RECORDS FOR PROCESSING
+ + + + +

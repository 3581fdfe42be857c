//! Image providers, decoded handles and box fitting.
//!
//! Providers decode through the `image` crate. Decoding happens outside the
//! render pass (see [`ImageLoader`]); the tree only ever sees finished
//! [`ImageLoadPayload`]s delivered as notifications.

pub mod loader;

pub use loader::{
    ImageEvent, ImageLifecycle, ImageLoader, ImageNotification, ImageRequest, ImageTicket,
};

use std::fmt;
use std::path::{Path, PathBuf};
use std::sync::Arc;

use image::RgbaImage;
use thiserror::Error;

use crate::layout::Size;

/// Decoded RGBA pixels, shared between the cache, the tree and surfaces.
///
/// Two handles are equal when they point at the same pixel buffer.
#[derive(Clone)]
pub struct ImageHandle {
    pixels: Arc<RgbaImage>,
}

impl ImageHandle {
    pub fn new(pixels: RgbaImage) -> Self {
        Self {
            pixels: Arc::new(pixels),
        }
    }

    pub fn width(&self) -> u32 {
        self.pixels.width()
    }

    pub fn height(&self) -> u32 {
        self.pixels.height()
    }

    /// Intrinsic size in logical pixels.
    pub fn size(&self) -> Size {
        Size::new(self.width() as f32, self.height() as f32)
    }

    pub fn pixels(&self) -> &RgbaImage {
        &self.pixels
    }
}

impl PartialEq for ImageHandle {
    fn eq(&self, other: &Self) -> bool {
        Arc::ptr_eq(&self.pixels, &other.pixels)
    }
}

impl fmt::Debug for ImageHandle {
    fn fmt(&self, f: &mut fmt::Formatter<'_>) -> fmt::Result {
        f.debug_struct("ImageHandle")
            .field("width", &self.width())
            .field("height", &self.height())
            .finish()
    }
}

/// What a provider resolves to.
#[derive(Debug, Clone, PartialEq)]
pub struct ImageLoadPayload {
    pub size: Size,
    pub handle: ImageHandle,
}

impl ImageLoadPayload {
    pub fn new(handle: ImageHandle) -> Self {
        Self {
            size: handle.size(),
            handle,
        }
    }
}

#[derive(Debug, Error)]
pub enum ImageError {
    #[error("failed to read {path}: {source}")]
    Io {
        path: PathBuf,
        #[source]
        source: std::io::Error,
    },

    #[error("failed to decode image: {0}")]
    Decode(#[from] image::ImageError),

    #[error("{0}")]
    Provider(String),
}

/// Progress callback: `(bytes_loaded, total_bytes)`.
pub type ProgressFn<'a> = &'a mut dyn FnMut(u64, Option<u64>);

/// Source of image data.
///
/// `load` blocks; the loader decides whether it runs inline or on a
/// worker thread.
pub trait ImageProvider: Send + Sync + fmt::Debug {
    /// Cache key. Providers with equal keys must produce the same image.
    fn key(&self) -> String;

    fn load(&self, progress: ProgressFn<'_>) -> Result<ImageLoadPayload, ImageError>;
}

fn decode(bytes: &[u8]) -> Result<ImageLoadPayload, ImageError> {
    let pixels = image::load_from_memory(bytes)?.to_rgba8();
    Ok(ImageLoadPayload::new(ImageHandle::new(pixels)))
}

/// Encoded image bytes held in memory.
#[derive(Clone)]
pub struct MemoryImageProvider {
    key: String,
    bytes: Arc<[u8]>,
}

impl MemoryImageProvider {
    pub fn new(key: impl Into<String>, bytes: impl Into<Vec<u8>>) -> Self {
        Self {
            key: key.into(),
            bytes: bytes.into().into(),
        }
    }
}

impl fmt::Debug for MemoryImageProvider {
    fn fmt(&self, f: &mut fmt::Formatter<'_>) -> fmt::Result {
        f.debug_struct("MemoryImageProvider")
            .field("key", &self.key)
            .field("bytes", &self.bytes.len())
            .finish()
    }
}

impl ImageProvider for MemoryImageProvider {
    fn key(&self) -> String {
        format!("memory:{}", self.key)
    }

    fn load(&self, progress: ProgressFn<'_>) -> Result<ImageLoadPayload, ImageError> {
        let total = self.bytes.len() as u64;
        progress(0, Some(total));
        let payload = decode(&self.bytes)?;
        progress(total, Some(total));
        Ok(payload)
    }
}

/// Image file on disk, read and decoded on load.
#[derive(Debug, Clone)]
pub struct FileImageProvider {
    path: PathBuf,
}

impl FileImageProvider {
    pub fn new(path: impl AsRef<Path>) -> Self {
        Self {
            path: path.as_ref().to_path_buf(),
        }
    }

    pub fn path(&self) -> &Path {
        &self.path
    }
}

impl ImageProvider for FileImageProvider {
    fn key(&self) -> String {
        format!("file:{}", self.path.display())
    }

    fn load(&self, progress: ProgressFn<'_>) -> Result<ImageLoadPayload, ImageError> {
        let total = std::fs::metadata(&self.path).ok().map(|m| m.len());
        progress(0, total);
        let bytes = std::fs::read(&self.path).map_err(|source| ImageError::Io {
            path: self.path.clone(),
            source,
        })?;
        progress(bytes.len() as u64, total);
        decode(&bytes)
    }
}

/// How an image is inscribed into the box it paints in.
#[derive(Debug, Clone, Copy, PartialEq, Eq, Default)]
pub enum BoxFit {
    /// Stretch to fill, ignoring the aspect ratio.
    Fill,
    /// As large as possible while still fully inside the box.
    #[default]
    Contain,
    /// As small as possible while still covering the box; the source is cropped.
    Cover,
    FitWidth,
    FitHeight,
    /// Intrinsic size, cropped to the box.
    None,
    /// `Contain`, but never scaled up.
    ScaleDown,
}

/// Region of the image to read (`source`) and the size to draw it at
/// (`destination`).
#[derive(Debug, Clone, Copy, PartialEq)]
pub struct FittedSizes {
    pub source: Size,
    pub destination: Size,
}

pub fn apply_box_fit(fit: BoxFit, input: Size, output: Size) -> FittedSizes {
    if input.is_empty() || output.is_empty() {
        return FittedSizes {
            source: Size::zero(),
            destination: Size::zero(),
        };
    }

    let output_wider = output.width / output.height > input.width / input.height;
    let (source, destination) = match fit {
        BoxFit::Fill => (input, output),
        BoxFit::Contain => {
            let destination = if output_wider {
                Size::new(input.width * output.height / input.height, output.height)
            } else {
                Size::new(output.width, input.height * output.width / input.width)
            };
            (input, destination)
        }
        BoxFit::Cover => {
            let source = if output_wider {
                Size::new(input.width, input.width * output.height / output.width)
            } else {
                Size::new(input.height * output.width / output.height, input.height)
            };
            (source, output)
        }
        BoxFit::FitWidth => {
            if output_wider {
                (
                    Size::new(input.width, input.width * output.height / output.width),
                    output,
                )
            } else {
                (
                    input,
                    Size::new(output.width, input.height * output.width / input.width),
                )
            }
        }
        BoxFit::FitHeight => {
            if output_wider {
                (
                    input,
                    Size::new(input.width * output.height / input.height, output.height),
                )
            } else {
                (
                    Size::new(input.height * output.width / output.height, input.height),
                    output,
                )
            }
        }
        BoxFit::None => {
            let source = Size::new(
                input.width.min(output.width),
                input.height.min(output.height),
            );
            (source, source)
        }
        BoxFit::ScaleDown => {
            let aspect = input.width / input.height;
            let mut destination = input;
            if destination.height > output.height {
                destination = Size::new(output.height * aspect, output.height);
            }
            if destination.width > output.width {
                destination = Size::new(output.width, output.width / aspect);
            }
            (input, destination)
        }
    };

    FittedSizes {
        source,
        destination,
    }
}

+ + + + +

EXERCISE DIRECTIONS
The full listing has to be duplicated exactly.

EXERCISE ANSWER
repository 3581fdfe42be857c
//! Image providers, decoded handles and box fitting.
//!
//! Providers decode through the `image` crate. Decoding happens outside the
//! render pass (see [`ImageLoader`]); the tree only ever sees finished
//! [`ImageLoadPayload`]s delivered as notifications.

pub mod loader;

pub use loader::{
    ImageEvent, ImageLifecycle, ImageLoader, ImageNotification, ImageRequest, ImageTicket,
};

use std::fmt;
use std::path::{Path, PathBuf};
use std::sync::Arc;

use image::RgbaImage;
use thiserror::Error;

use crate::layout::Size;

/// Decoded RGBA pixels, shared between the cache, the tree and surfaces.
///
/// Two handles are equal when they point at the same pixel buffer.
#[derive(Clone)]
pub struct ImageHandle {
    pixels: Arc<RgbaImage>,
}

impl ImageHandle {
    pub fn new(pixels: RgbaImage) -> Self {
        Self {
            pixels: Arc::new(pixels),
        }
    }

    pub fn width(&self) -> u32 {
        self.pixels.width()
    }

    pub fn height(&self) -> u32 {
        self.pixels.height()
    }

    /// Intrinsic size in logical pixels.
    pub fn size(&self) -> Size {
        Size::new(self.width() as f32, self.height() as f32)
    }

    pub fn pixels(&self) -> &RgbaImage {
        &self.pixels
    }
}

impl PartialEq for ImageHandle {
    fn eq(&self, other: &Self) -> bool {
        Arc::ptr_eq(&self.pixels, &other.pixels)
    }
}

impl fmt::Debug for ImageHandle {
    fn fmt(&self, f: &mut fmt::Formatter<'_>) -> fmt::Result {
        f.debug_struct("ImageHandle")
            .field("width", &self.width())
            .field("height", &self.height())
            .finish()
    }
}

/// What a provider resolves to.
#[derive(Debug, Clone, PartialEq)]
pub struct ImageLoadPayload {
    pub size: Size,
    pub handle: ImageHandle,
}

impl ImageLoadPayload {
    pub fn new(handle: ImageHandle) -> Self {
        Self {
            size: handle.size(),
            handle,
        }
    }
}

#[derive(Debug, Error)]
pub enum ImageError {
    #[error("failed to read {path}: {source}")]
    Io {
        path: PathBuf,
        #[source]
        source: std::io::Error,
    },

    #[error("failed to decode image: {0}")]
    Decode(#[from] image::ImageError),

    #[error("{0}")]
    Provider(String),
}

/// Progress callback: `(bytes_loaded, total_bytes)`.
pub type ProgressFn<'a> = &'a mut dyn FnMut(u64, Option<u64>);

/// Source of image data.
///
/// `load` blocks; the loader decides whether it runs inline or on a
/// worker thread.
pub trait ImageProvider: Send + Sync + fmt::Debug {
    /// Cache key. Providers with equal keys must produce the same image.
    fn key(&self) -> String;

    fn load(&self, progress: ProgressFn<'_>) -> Result<ImageLoadPayload, ImageError>;
}

fn decode(bytes: &[u8]) -> Result<ImageLoadPayload, ImageError> {
    let pixels = image::load_from_memory(bytes)?.to_rgba8();
    Ok(ImageLoadPayload::new(ImageHandle::new(pixels)))
}

/// Encoded image bytes held in memory.
#[derive(Clone)]
pub struct MemoryImageProvider {
    key: String,
    bytes: Arc<[u8]>,
}

impl MemoryImageProvider {
    pub fn new(key: impl Into<String>, bytes: impl Into<Vec<u8>>) -> Self {
        Self {
            key: key.into(),
            bytes: bytes.into().into(),
        }
    }
}

impl fmt::Debug for MemoryImageProvider {
    fn fmt(&self, f: &mut fmt::Formatter<'_>) -> fmt::Result {
        f.debug_struct("MemoryImageProvider")
            .field("key", &self.key)
            .field("bytes", &self.bytes.len())
            .finish()
    }
}

impl ImageProvider for MemoryImageProvider {
    fn key(&self) -> String {
        format!("memory:{}", self.key)
    }

    fn load(&self, progress: ProgressFn<'_>) -> Result<ImageLoadPayload, ImageError> {
        let total = self.bytes.len() as u64;
        progress(0, Some(total));
        let payload = decode(&self.bytes)?;
        progress(total, Some(total));
        Ok(payload)
    }
}

/// Image file on disk, read and decoded on load.
#[derive(Debug, Clone)]
pub struct FileImageProvider {
    path: PathBuf,
}

impl FileImageProvider {
    pub fn new(path: impl AsRef<Path>) -> Self {
        Self {
            path: path.as_ref().to_path_buf(),
        }
    }

    pub fn path(&self) -> &Path {
        &self.path
    }
}

impl ImageProvider for FileImageProvider {
    fn key(&self) -> String {
        format!("file:{}", self.path.display())
    }

    fn load(&self, progress: ProgressFn<'_>) -> Result<ImageLoadPayload, ImageError> {
        let total = std::fs::metadata(&self.path).ok().map(|m| m.len());
        progress(0, total);
        let bytes = std::fs::read(&self.path).map_err(|source| ImageError::Io {
            path: self.path.clone(),
            source,
        })?;
        progress(bytes.len() as u64, total);
        decode(&bytes)
    }
}

/// How an image is inscribed into the box it paints in.
#[derive(Debug, Clone, Copy, PartialEq, Eq, Default)]
pub enum BoxFit {
    /// Stretch to fill, ignoring the aspect ratio.
    Fill,
    /// As large as possible while still fully inside the box.
    #[default]
    Contain,
    /// As small as possible while still covering the box; the source is cropped.
    Cover,
    FitWidth,
    FitHeight,
    /// Intrinsic size, cropped to the box.
    None,
    /// `Contain`, but never scaled up.
    ScaleDown,
}

/// Region of the image to read (`source`) and the size to draw it at
/// (`destination`).
#[derive(Debug, Clone, Copy, PartialEq)]
pub struct FittedSizes {
    pub source: Size,
    pub destination: Size,
}

pub fn apply_box_fit(fit: BoxFit, input: Size, output: Size) -> FittedSizes {
    if input.is_empty() || output.is_empty() {
        return FittedSizes {
            source: Size::zero(),
            destination: Size::zero(),
        };
    }

    let output_wider = output.width / output.height > input.width / input.height;
    let (source, destination) = match fit {
        BoxFit::Fill => (input, output),
        BoxFit::Contain => {
            let destination = if output_wider {
                Size::new(input.width * output.height / input.height, output.height)
            } else {
                Size::new(output.width, input.height * output.width / input.width)
            };
            (input, destination)
        }
        BoxFit::Cover => {
            let source = if output_wider {
                Size::new(input.width, input.width * output.height / output.width)
            } else {
                Size::new(input.height * output.width / output.height, input.height)
            };
            (source, output)
        }
        BoxFit::FitWidth => {
            if output_wider {
                (
                    Size::new(input.width, input.width * output.height / output.width),
                    output,
                )
            } else {
                (
                    input,
                    Size::new(output.width, input.height * output.width / input.width),
                )
            }
        }
        BoxFit::FitHeight => {
            if output_wider {
                (
                    input,
                    Size::new(input.width * output.height / input.height, output.height),
                )
            } else {
                (
                    Size::new(input.height * output.width / output.height, input.height),
                    output,
                )
            }
        }
        BoxFit::None => {
            let source = Size::new(
                input.width.min(output.width),
                input.height.min(output.height),
            );
            (source, source)
        }
        BoxFit::ScaleDown => {
            let aspect = input.width / input.height;
            let mut destination = input;
            if destination.height > output.height {
                destination = Size::new(output.height * aspect, output.height);
            }
            if destination.width > output.width {
                destination = Size::new(output.width, output.width / aspect);
            }
            (input, destination)
        }
    };

    FittedSizes {
        source,
        destination,
    }
}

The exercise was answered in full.